Exercise description ->
Below is a listing. Copy each line of it that holds the word "delimiter".

============================================================

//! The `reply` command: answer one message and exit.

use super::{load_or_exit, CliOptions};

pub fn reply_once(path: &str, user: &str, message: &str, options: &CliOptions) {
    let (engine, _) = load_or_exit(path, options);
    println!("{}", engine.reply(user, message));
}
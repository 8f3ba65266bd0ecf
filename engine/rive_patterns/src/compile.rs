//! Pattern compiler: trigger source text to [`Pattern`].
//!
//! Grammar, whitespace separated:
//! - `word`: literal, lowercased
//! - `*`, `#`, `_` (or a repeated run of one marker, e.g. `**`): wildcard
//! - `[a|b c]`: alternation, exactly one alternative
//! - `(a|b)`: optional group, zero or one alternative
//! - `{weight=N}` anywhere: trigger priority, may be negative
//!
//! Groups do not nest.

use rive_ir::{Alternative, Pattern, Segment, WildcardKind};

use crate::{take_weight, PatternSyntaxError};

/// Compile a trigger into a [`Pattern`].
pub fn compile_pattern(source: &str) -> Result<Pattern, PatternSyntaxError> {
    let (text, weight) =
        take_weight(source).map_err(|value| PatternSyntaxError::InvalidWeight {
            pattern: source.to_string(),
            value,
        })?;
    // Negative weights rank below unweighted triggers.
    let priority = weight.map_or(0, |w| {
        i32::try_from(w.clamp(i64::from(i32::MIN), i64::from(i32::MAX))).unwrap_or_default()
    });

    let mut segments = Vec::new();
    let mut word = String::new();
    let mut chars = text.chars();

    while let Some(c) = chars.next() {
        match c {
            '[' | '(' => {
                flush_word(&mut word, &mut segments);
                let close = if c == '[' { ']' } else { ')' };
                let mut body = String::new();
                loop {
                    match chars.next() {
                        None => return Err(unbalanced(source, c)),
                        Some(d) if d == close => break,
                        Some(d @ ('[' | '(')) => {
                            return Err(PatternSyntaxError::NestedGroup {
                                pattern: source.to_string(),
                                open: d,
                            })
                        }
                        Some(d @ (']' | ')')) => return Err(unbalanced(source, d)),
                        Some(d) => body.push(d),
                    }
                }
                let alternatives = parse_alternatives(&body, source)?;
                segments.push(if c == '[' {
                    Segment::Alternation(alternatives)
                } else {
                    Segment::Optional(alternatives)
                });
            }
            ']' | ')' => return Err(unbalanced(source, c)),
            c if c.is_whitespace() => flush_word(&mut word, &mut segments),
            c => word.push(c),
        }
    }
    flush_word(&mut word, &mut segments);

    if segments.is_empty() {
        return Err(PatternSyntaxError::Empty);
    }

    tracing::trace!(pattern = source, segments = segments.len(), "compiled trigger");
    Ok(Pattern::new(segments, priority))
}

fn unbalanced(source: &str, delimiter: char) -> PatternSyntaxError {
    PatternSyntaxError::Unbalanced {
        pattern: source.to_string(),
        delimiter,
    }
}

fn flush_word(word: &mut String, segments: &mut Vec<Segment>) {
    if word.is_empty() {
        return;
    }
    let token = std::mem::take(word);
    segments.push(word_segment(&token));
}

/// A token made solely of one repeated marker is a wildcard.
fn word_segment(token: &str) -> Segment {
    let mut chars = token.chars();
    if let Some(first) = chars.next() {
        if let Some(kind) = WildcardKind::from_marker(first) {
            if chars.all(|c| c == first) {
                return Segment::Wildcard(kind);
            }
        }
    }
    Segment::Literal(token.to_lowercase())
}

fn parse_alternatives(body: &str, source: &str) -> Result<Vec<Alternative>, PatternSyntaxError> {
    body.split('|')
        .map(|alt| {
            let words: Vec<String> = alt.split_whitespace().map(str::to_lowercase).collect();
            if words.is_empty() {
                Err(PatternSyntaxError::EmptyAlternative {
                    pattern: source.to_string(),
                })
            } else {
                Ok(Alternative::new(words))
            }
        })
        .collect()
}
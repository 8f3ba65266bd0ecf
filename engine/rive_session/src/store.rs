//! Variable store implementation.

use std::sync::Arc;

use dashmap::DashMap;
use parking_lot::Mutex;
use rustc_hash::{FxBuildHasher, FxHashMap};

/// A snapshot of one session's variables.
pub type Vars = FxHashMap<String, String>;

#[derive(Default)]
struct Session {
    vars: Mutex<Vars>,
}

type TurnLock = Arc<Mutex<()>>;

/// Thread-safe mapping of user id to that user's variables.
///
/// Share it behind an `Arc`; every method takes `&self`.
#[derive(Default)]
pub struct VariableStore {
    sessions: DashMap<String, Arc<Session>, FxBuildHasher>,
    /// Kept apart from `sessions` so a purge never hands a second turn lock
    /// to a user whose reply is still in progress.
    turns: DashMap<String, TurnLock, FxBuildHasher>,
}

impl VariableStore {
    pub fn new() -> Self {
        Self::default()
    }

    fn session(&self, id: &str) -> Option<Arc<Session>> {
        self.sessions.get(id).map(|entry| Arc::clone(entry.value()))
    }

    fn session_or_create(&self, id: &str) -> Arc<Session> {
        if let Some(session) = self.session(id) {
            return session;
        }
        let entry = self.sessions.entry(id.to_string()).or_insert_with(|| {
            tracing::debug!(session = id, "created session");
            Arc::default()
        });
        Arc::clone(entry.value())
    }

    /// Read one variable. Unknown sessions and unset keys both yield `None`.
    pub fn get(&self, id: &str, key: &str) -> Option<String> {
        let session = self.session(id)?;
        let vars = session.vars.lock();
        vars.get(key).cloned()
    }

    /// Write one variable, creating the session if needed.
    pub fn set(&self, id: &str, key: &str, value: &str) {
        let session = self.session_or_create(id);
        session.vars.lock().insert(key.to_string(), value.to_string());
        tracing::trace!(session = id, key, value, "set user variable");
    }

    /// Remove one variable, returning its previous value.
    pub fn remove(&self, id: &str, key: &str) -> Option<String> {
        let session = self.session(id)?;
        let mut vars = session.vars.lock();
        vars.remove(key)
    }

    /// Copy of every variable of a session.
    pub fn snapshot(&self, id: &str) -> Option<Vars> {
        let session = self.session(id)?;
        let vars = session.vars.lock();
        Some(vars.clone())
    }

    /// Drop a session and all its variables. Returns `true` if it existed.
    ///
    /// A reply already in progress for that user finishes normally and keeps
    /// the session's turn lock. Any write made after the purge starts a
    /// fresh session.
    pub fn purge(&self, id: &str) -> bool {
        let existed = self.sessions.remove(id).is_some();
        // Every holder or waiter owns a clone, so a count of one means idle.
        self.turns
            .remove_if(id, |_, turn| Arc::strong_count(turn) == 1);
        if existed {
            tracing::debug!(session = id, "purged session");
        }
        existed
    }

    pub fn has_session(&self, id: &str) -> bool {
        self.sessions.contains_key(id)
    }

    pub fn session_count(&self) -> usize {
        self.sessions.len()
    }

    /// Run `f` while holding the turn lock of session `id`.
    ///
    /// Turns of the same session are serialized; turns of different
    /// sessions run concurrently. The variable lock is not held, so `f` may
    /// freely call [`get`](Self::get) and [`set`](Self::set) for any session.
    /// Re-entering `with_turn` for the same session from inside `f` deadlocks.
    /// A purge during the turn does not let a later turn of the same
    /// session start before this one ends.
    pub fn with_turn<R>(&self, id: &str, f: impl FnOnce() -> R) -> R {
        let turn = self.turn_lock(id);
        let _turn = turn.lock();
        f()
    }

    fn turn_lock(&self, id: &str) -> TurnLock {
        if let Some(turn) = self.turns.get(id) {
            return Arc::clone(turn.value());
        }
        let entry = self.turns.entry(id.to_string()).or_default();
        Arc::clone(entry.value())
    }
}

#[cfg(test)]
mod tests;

============================================================

Result ->
fn unbalanced(source: &str, delimiter: char) -> PatternSyntaxError {
        delimiter,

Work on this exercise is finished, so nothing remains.